①夫婦となる男女が結婚前にその合意によって結婚後の夫婦の財産関係を契約により定めることを言い、結婚届をするまでにこの登記をしなければ効力は生じません。
②契約の内容は自由に定めることができます。
※夫婦共同生活の本質に反する定め(同居、協力、扶助を否定する合意)はできません。
③この契約は相続人や第三者に重大な利害関係がありまから結婚届後の変更はできません。
※契約中の条項に変更が留保されているときはこれに基づき変更ができます。登記することにより第三者に対抗できます。
④夫婦の一方が他方の財産を管理する場合、その管理の失当により財産を危うくした時は他方は自分で管理することを家裁に請求し登記することにより第三者に対抗できます。
※共有財産の分割登記もできます。
(2)-夫婦財産契約を結ばなかった時は民法規定に従います。これを法定財産制と言います。
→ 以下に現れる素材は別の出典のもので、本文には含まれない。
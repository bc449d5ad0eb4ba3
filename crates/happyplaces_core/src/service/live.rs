//! Live query subscriptions over the place store.
//!
//! # Responsibility
//! - Track observers of "all places" and "one place by id" queries.
//! - Hand out cancellable `Subscription` handles.
//!
//! # Invariants
//! - Observers are invoked outside the registry lock, while their own slot
//!   is locked.
//! - A dropped or cancelled subscription receives no further values.

use crate::model::place::{Place, PlaceId};
use std::collections::BTreeMap;
use std::sync::atomic::{AtomicU64, Ordering};
use std::sync::{Arc, Mutex, MutexGuard, Weak};

/// Observer of the full place list, newest first.
pub type PlacesObserver = Box<dyn FnMut(&[Place]) + Send>;
/// Observer of a single place; `None` when the row does not exist.
pub type PlaceObserver = Box<dyn FnMut(Option<&Place>) + Send>;

pub(crate) enum Watcher {
    All(PlacesObserver),
    ById(PlaceId, PlaceObserver),
}

pub(crate) type WatcherSlot = Arc<Mutex<Watcher>>;

#[derive(Default)]
struct RegistryInner {
    next_id: AtomicU64,
    watchers: Mutex<BTreeMap<u64, WatcherSlot>>,
}

/// Registry of active live queries.
#[derive(Default)]
pub(crate) struct LiveRegistry {
    inner: Arc<RegistryInner>,
}

impl LiveRegistry {
    /// Adds `slot` to the registry. Callers may hold the slot's lock while
    /// registering to deliver an initial value before any publisher does.
    pub(crate) fn register(&self, slot: WatcherSlot) -> Subscription {
        let id = self.inner.next_id.fetch_add(1, Ordering::Relaxed);
        lock(&self.inner.watchers).insert(id, slot);
        Subscription {
            id,
            registry: Arc::downgrade(&self.inner),
        }
    }

    /// Clones the current watcher set so callers can notify without holding
    /// the registry lock.
    pub(crate) fn snapshot(&self) -> Vec<WatcherSlot> {
        lock(&self.inner.watchers).values().cloned().collect()
    }

    pub(crate) fn len(&self) -> usize {
        lock(&self.inner.watchers).len()
    }
}

/// Handle for an active live query.
///
/// Dropping the handle cancels the subscription.
#[must_use = "dropping a Subscription cancels it immediately"]
pub struct Subscription {
    id: u64,
    registry: Weak<RegistryInner>,
}

impl Subscription {
    /// Stops delivery to this subscription's observer.
    pub fn cancel(self) {}

    /// Returns whether the observer is still registered.
    pub fn is_active(&self) -> bool {
        self.registry
            .upgrade()
            .is_some_and(|inner| lock(&inner.watchers).contains_key(&self.id))
    }
}

impl Drop for Subscription {
    fn drop(&mut self) {
        if let Some(inner) = self.registry.upgrade() {
            lock(&inner.watchers).remove(&self.id);
        }
    }
}

impl std::fmt::Debug for Subscription {
    fn fmt(&self, f: &mut std::fmt::Formatter<'_>) -> std::fmt::Result {
        f.debug_struct("Subscription")
            .field("id", &self.id)
            .finish_non_exhaustive()
    }
}

/// Locks a mutex, recovering the data if a previous holder panicked.
pub(crate) fn lock<T>(mutex: &Mutex<T>) -> MutexGuard<'_, T> {
    mutex
        .lock()
        .unwrap_or_else(|poisoned| poisoned.into_inner())
}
①夫婦の一方が結婚前から所有する財産や結婚中に自分の名前で得た財産は特有財産とされます。
※夫婦のどちらに属するか明らかでない財産は夫婦の共有財産となります。
②結婚生活の為の費用は夫婦の資産、収入その他一切の事情を考慮して分担します。この費用は衣食住、出産、医療、交際費、未成年の子の養育教育費用等を含みます。
③日常の家事に関して夫婦の一方が第三者と法律行為をした場合は他の一方はこれにより生じた債務について連帯して責任を負います。
●夫婦間の契約取消権
夫婦間での契約は、何時でも夫婦の一方から理由なしに取り消すことができます。これは夫婦間の契約は当事者の愛情と道義により処理するのが妥当であるとの考え方です。
※しかし夫婦間の関係が破綻しそうな状態の場合は取消権の行使を認めない事があります。離婚の合意と密接な関係にある財産分与の契約は取り消すことができません。